BEGIN
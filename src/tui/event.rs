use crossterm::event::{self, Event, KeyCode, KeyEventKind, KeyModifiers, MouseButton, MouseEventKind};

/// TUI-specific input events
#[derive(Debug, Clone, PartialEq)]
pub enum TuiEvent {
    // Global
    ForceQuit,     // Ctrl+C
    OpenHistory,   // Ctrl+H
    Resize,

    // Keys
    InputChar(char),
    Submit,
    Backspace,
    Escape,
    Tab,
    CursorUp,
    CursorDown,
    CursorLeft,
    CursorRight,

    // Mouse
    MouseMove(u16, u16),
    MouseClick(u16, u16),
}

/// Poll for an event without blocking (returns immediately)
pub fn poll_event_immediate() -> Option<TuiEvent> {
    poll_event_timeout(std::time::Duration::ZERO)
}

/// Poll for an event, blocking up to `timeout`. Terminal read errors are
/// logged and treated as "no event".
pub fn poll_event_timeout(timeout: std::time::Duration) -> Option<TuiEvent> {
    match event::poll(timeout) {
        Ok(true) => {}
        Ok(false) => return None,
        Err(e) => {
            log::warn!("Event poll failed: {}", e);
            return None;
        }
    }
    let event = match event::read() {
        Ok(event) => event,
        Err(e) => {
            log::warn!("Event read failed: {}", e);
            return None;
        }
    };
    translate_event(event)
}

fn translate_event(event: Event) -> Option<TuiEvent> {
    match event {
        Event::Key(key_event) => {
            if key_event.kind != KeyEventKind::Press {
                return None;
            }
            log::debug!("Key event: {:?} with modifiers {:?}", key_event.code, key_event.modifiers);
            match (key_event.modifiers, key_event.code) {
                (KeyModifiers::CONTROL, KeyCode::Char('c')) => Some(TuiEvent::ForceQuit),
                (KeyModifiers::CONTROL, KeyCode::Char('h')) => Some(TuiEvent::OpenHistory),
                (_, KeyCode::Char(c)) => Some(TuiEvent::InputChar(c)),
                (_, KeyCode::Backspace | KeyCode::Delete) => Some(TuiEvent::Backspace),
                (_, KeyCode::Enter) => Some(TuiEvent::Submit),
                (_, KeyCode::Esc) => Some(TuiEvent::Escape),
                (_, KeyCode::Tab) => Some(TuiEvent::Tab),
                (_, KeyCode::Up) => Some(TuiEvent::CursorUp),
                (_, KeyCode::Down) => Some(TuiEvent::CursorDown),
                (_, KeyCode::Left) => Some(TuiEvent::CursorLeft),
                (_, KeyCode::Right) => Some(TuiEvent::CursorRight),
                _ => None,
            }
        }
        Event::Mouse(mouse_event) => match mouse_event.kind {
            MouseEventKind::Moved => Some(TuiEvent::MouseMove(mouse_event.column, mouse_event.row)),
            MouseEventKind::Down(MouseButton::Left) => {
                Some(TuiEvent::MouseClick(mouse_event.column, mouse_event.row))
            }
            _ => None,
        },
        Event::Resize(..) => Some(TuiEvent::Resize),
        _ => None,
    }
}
END
The line containing "(_, KeyCode::Left) =>" and every line after it, through the end of the records, should be repeated exactly and alone.

                (_, KeyCode::Left) => Some(TuiEvent::CursorLeft),
                (_, KeyCode::Right) => Some(TuiEvent::CursorRight),
                _ => None,
            }
        }
        Event::Mouse(mouse_event) => match mouse_event.kind {
            MouseEventKind::Moved => Some(TuiEvent::MouseMove(mouse_event.column, mouse_event.row)),
            MouseEventKind::Down(MouseButton::Left) => {
                Some(TuiEvent::MouseClick(mouse_event.column, mouse_event.row))
            }
            _ => None,
        },
        Event::Resize(..) => Some(TuiEvent::Resize),
        _ => None,
    }
}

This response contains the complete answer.